The contents of the array after expansion steps 1, 5 and 13 of the algorithm, are shown in respectively Figure 5, 6 and 7. The path that is followed during the trace back step of the algorithm is also shown in Figure 7. Note that an alternative path is via c01 instead of via c13.

Datastructure¶

The datastructure that is used to implement the above algorithm can be quite simple. We need to maintain a 2-dimensional array of integers of size 13 × 13.

int maze[13][13];

The program then typically will start by initializing the array according to the topology of the maze. After that the blocked edges should be read and represented in the array, followed by reading the start and target station, and finally the application of the Lee algorithm.

Input and Output¶

If you use the above data structure, you can use the functions defined in the C file leelib.c to read the indices of an edge or terminal, and to print the name of a crossing, according to the required input and output format. It also contains a function to print the elements of the 13 × 13 matrix, which may be used for debugging. The header file leelib.h provides prototypes for the functions available in leelib.c.
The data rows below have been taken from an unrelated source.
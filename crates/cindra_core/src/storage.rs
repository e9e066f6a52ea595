//! Inline-or-heap payload storage.

use crate::config::{INLINE_ALIGN, INLINE_CAPACITY};
use crate::dispatch::Dispatch;
use crate::error::AnyError;
use std::alloc::{self, Layout};
use std::mem::MaybeUninit;
use std::ptr::NonNull;

#[repr(C, align(16))]
#[derive(Clone, Copy)]
pub(crate) struct InlineBuf([MaybeUninit<u8>; INLINE_CAPACITY]);

const _: () = assert!(std::mem::align_of::<InlineBuf>() == INLINE_ALIGN);

impl InlineBuf {
    fn new() -> Self {
        Self([MaybeUninit::uninit(); INLINE_CAPACITY])
    }
}

/// Raw bytes for one payload. Dropping `Heap` releases the allocation but
/// never runs the payload's destructor; the owner does that first.
pub(crate) enum Storage {
    Inline(InlineBuf),
    Heap { ptr: NonNull<u8>, layout: Layout },
}

impl Storage {
    pub(crate) fn inline() -> Self {
        Storage::Inline(InlineBuf::new())
    }

    /// Uninitialized storage suited to the type behind `dispatch`.
    pub(crate) fn for_type(dispatch: Dispatch) -> Result<Self, AnyError> {
        if dispatch.fits_inline() {
            return Ok(Self::inline());
        }
        let layout = dispatch.layout();
        if layout.size() == 0 {
            // Over-aligned zero-sized types: any aligned non-null address will do.
            let ptr = NonNull::new(std::ptr::without_provenance_mut::<u8>(layout.align())).ok_or(
                AnyError::AllocationFailure {
                    size: 0,
                    align: layout.align(),
                },
            )?;
            return Ok(Storage::Heap { ptr, layout });
        }
        // SAFETY: `layout` has a non-zero size.
        let raw = unsafe { allocate(layout) };
        let ptr = NonNull::new(raw).ok_or(AnyError::AllocationFailure {
            size: layout.size(),
            align: layout.align(),
        })?;
        log::trace!(
            "[storage] heap allocated {} bytes for `{}`",
            layout.size(),
            dispatch.descriptor()
        );
        Ok(Storage::Heap { ptr, layout })
    }

    pub(crate) fn is_inline(&self) -> bool {
        matches!(self, Storage::Inline(_))
    }

    pub(crate) fn as_ptr(&self) -> *const u8 {
        match self {
            Storage::Inline(buf) => buf.0.as_ptr().cast(),
            Storage::Heap { ptr, .. } => ptr.as_ptr(),
        }
    }

    pub(crate) fn as_mut_ptr(&mut self) -> *mut u8 {
        match self {
            Storage::Inline(buf) => buf.0.as_mut_ptr().cast(),
            Storage::Heap { ptr, .. } => ptr.as_ptr(),
        }
    }
}

/// # Safety
/// `layout` must have a non-zero size.
unsafe fn allocate(layout: Layout) -> *mut u8 {
    #[cfg(test)]
    if tests::FAIL_NEXT_ALLOC.with(|fail| fail.replace(false)) {
        return std::ptr::null_mut();
    }
    unsafe { alloc::alloc(layout) }
}

impl Drop for Storage {
    fn drop(&mut self) {
        if let Storage::Heap { ptr, layout } = self {
            if layout.size() != 0 {
                log::trace!("[storage] heap released {} bytes", layout.size());
                // SAFETY: allocated in `for_type` with this exact layout.
                unsafe { alloc::dealloc(ptr.as_ptr(), *layout) };
            }
        }
    }
}
//! Growable bit vector.
//!
//! Bits live in 64-bit blocks. Positions at or beyond `len()` read as zero and
//! the bulk operations keep the padding bits of the last block cleared.

use smallvec::SmallVec;

const BITS_PER_BLOCK: usize = 64;

#[inline]
fn blocks_for(bits: usize) -> usize {
    bits.div_ceil(BITS_PER_BLOCK)
}

#[derive(Clone, Debug, Default, PartialEq, Eq)]
pub struct DynamicBitSet {
    // One inline block covers the operator masks without touching the heap.
    blocks: SmallVec<[u64; 1]>,
    len: usize,
}

impl DynamicBitSet {
    /// Create a bit vector of `len` zeroed bits.
    pub fn new(len: usize) -> Self {
        let mut blocks = SmallVec::new();
        blocks.resize(blocks_for(len), 0);
        Self { blocks, len }
    }

    pub fn len(&self) -> usize {
        self.len
    }

    pub fn is_empty(&self) -> bool {
        self.len == 0
    }

    /// Number of bits the current blocks can hold without growing.
    pub fn capacity(&self) -> usize {
        self.blocks.len() * BITS_PER_BLOCK
    }

    /// Returns `false` for any position past the end.
    #[inline]
    pub fn test(&self, pos: usize) -> bool {
        if pos >= self.len {
            return false;
        }
        let word = pos / BITS_PER_BLOCK;
        let bit = pos % BITS_PER_BLOCK;
        (self.blocks[word] >> bit) & 1 != 0
    }

    /// Set the bit at `pos`, growing the vector to `pos + 1` bits if needed.
    pub fn set(&mut self, pos: usize) {
        self.set_value(pos, true);
    }

    pub fn set_value(&mut self, pos: usize, value: bool) {
        if pos >= self.len {
            self.grow_to(pos + 1);
        }
        let word = pos / BITS_PER_BLOCK;
        let mask = 1u64 << (pos % BITS_PER_BLOCK);
        if value {
            self.blocks[word] |= mask;
        } else {
            self.blocks[word] &= !mask;
        }
    }

    pub fn reset(&mut self, pos: usize) {
        self.set_value(pos, false);
    }

    /// Toggle the bit at `pos`. Past the end the implicit zero becomes a one.
    pub fn flip(&mut self, pos: usize) {
        if pos >= self.len {
            self.set_value(pos, true);
            return;
        }
        let word = pos / BITS_PER_BLOCK;
        self.blocks[word] ^= 1u64 << (pos % BITS_PER_BLOCK);
    }

    pub fn set_all(&mut self) {
        for block in self.blocks.iter_mut() {
            *block = u64::MAX;
        }
        self.clear_padding();
    }

    pub fn reset_all(&mut self) {
        for block in self.blocks.iter_mut() {
            *block = 0;
        }
    }

    pub fn flip_all(&mut self) {
        for block in self.blocks.iter_mut() {
            *block = !*block;
        }
        self.clear_padding();
    }

    /// Pre-allocate blocks for `bits` bits. The logical length is unchanged.
    pub fn reserve(&mut self, bits: usize) {
        let needed = blocks_for(bits);
        if needed > self.blocks.len() {
            self.blocks.resize(needed, 0);
        }
    }

    pub fn count_ones(&self) -> usize {
        self.blocks.iter().map(|b| b.count_ones() as usize).sum()
    }

    /// Positions of the set bits in ascending order.
    pub fn iter_ones(&self) -> impl Iterator<Item = usize> + '_ {
        self.blocks.iter().enumerate().flat_map(|(word, &block)| {
            let mut rest = block;
            std::iter::from_fn(move || {
                if rest == 0 {
                    return None;
                }
                let bit = rest.trailing_zeros() as usize;
                rest &= rest - 1;
                Some(word * BITS_PER_BLOCK + bit)
            })
        })
    }

    fn grow_to(&mut self, len: usize) {
        self.reserve(len);
        self.len = len;
    }

    // Blocks past `len` can exist after `reserve`, so everything from bit
    // `len` upward is cleared, not just the tail of the last logical block.
    fn clear_padding(&mut self) {
        let full = self.len / BITS_PER_BLOCK;
        let rem = self.len % BITS_PER_BLOCK;
        let mut first_clear = full;
        if rem != 0 {
            self.blocks[full] &= (1u64 << rem) - 1;
            first_clear += 1;
        }
        for block in self.blocks.iter_mut().skip(first_clear) {
            *block = 0;
        }
    }
}
//! Player, Standing, and the ranked views built from them.

use serde::{Deserialize, Serialize};

/// Unique identifier for a player, assigned by the store.
pub type PlayerId = i64;

/// Reserved identifier standing in for "no opponent" (the bye).
pub const BYE_ID: PlayerId = -1;

/// Display name of the bye slot.
pub const BYE_NAME: &str = "BYE";

/// A registered player. The id never changes once the store assigns it.
#[derive(Clone, Debug, Eq, PartialEq, Serialize, Deserialize)]
pub struct Player {
    pub id: PlayerId,
    pub name: String,
}

/// Accumulated record for one player. `matches == wins + losses` always holds.
#[derive(Clone, Copy, Debug, Default, Eq, PartialEq, Serialize, Deserialize)]
pub struct Standing {
    pub player_id: PlayerId,
    pub wins: u32,
    pub losses: u32,
    pub matches: u32,
    pub used_bye: bool,
}

impl Standing {
    /// Zeroed standing created alongside a new player.
    pub fn new(player_id: PlayerId) -> Self {
        Self {
            player_id,
            ..Self::default()
        }
    }

    /// Record a win (also counts the match).
    pub fn add_win(&mut self) {
        self.wins += 1;
        self.matches += 1;
    }

    /// Record a loss (also counts the match).
    pub fn add_loss(&mut self) {
        self.losses += 1;
        self.matches += 1;
    }

    /// Clear counters and the bye flag.
    pub fn reset(&mut self) {
        *self = Self::new(self.player_id);
    }
}

/// One row of a store snapshot: a player joined with its standing.
#[derive(Clone, Debug, Eq, PartialEq, Serialize, Deserialize)]
pub struct StandingRow {
    pub player: Player,
    pub standing: Standing,
}

/// Public standings view: `(id, name, wins, matches)`.
#[derive(Clone, Debug, Eq, PartialEq, Serialize, Deserialize)]
pub struct PlayerStanding {
    pub id: PlayerId,
    pub name: String,
    pub wins: u32,
    pub matches: u32,
}

impl PlayerStanding {
    /// Public view of a ranked entry.
    pub fn from_entry(e: &RankedEntry) -> Self {
        Self {
            id: e.player_id,
            name: e.name.clone(),
            wins: e.wins,
            matches: e.matches,
        }
    }
}

/// A player's snapshot positioned in the sorted sequence for one pairing computation.
#[derive(Clone, Debug, Eq, PartialEq, Serialize, Deserialize)]
pub struct RankedEntry {
    /// Position after sorting (0 = first place).
    pub rank: usize,
    pub player_id: PlayerId,
    pub name: String,
    pub wins: u32,
    pub losses: u32,
    pub matches: u32,
    pub used_bye: bool,
}

impl RankedEntry {
    pub fn from_row(rank: usize, row: &StandingRow) -> Self {
        Self {
            rank,
            player_id: row.player.id,
            name: row.player.name.clone(),
            wins: row.standing.wins,
            losses: row.standing.losses,
            matches: row.standing.matches,
            used_bye: row.standing.used_bye,
        }
    }

    /// The bye slot. Never persisted; `used_bye` is set so it can't be picked as a recipient.
    pub fn bye(rank: usize) -> Self {
        Self {
            rank,
            player_id: BYE_ID,
            name: BYE_NAME.to_string(),
            wins: 0,
            losses: 0,
            matches: 0,
            used_bye: true,
        }
    }

    pub fn is_bye(&self) -> bool {
        self.player_id == BYE_ID
    }
}
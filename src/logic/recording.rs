//! Match reporting: the only path that changes win/loss/match counters.

use crate::models::{MatchRecord, Opponent, PlayerId, TournamentError, BYE_ID};
use crate::store::StandingsTx;

/// Apply one match outcome inside `tx`.
///
/// The winner gets a win and a match. A real loser gets a loss and a match; [`Opponent::Bye`]
/// updates nobody else. The outcome is appended to the match log.
pub fn record_match<T: StandingsTx>(
    tx: &mut T,
    winner_id: PlayerId,
    loser: Opponent,
) -> Result<MatchRecord, TournamentError> {
    if winner_id == BYE_ID {
        return Err(TournamentError::UnknownPlayer(winner_id));
    }
    if loser == Opponent::Player(winner_id) {
        return Err(TournamentError::SamePlayer(winner_id));
    }

    tx.increment_win(winner_id)?;
    if let Opponent::Player(loser_id) = loser {
        tx.increment_loss(loser_id)?;
    }

    let record = MatchRecord::new(winner_id, loser);
    tx.append_match(record.clone())?;
    log::info!(
        "Recorded match {}: {} beat {}",
        record.id,
        winner_id,
        match loser {
            Opponent::Player(id) => id.to_string(),
            Opponent::Bye => "BYE".to_string(),
        }
    );
    Ok(record)
}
void readEdge (int *i, int *j)
/* Scans input to read a blocked edge.
   Returns the indices i and j in m[13][13] of an edge.
   Call this function with pointers to the variables
   that should receive the values, e.g.
   readEdge (&x, &y);
 */

void readStation (int *i, int *j)
/* Scans input to read a station.
   Returns the indices i and j in m[13][13] of a station.
 */

void printCrossingName (int i, int j)
/* Print the name of the crossing with indices i and j in m[13][13]/ */

void printMatrix (int m[][13])
/* Print the elements of the matrix m[13][13]. */

Development¶

As a development strategy it is suggested to first implement the Lee algorithm itself, and not yet read the specified user input. Test the code by directly initializing the data structure (matrix) in the C code. To debug the code, the function printMatrix may be used that prints the contents of the data structure (matrix).

When implementing the algorithm, be careful that matrix indices do not get out of range.

When everything is working correctly, extend the program so that it meets the input/output requirements as mentioned above.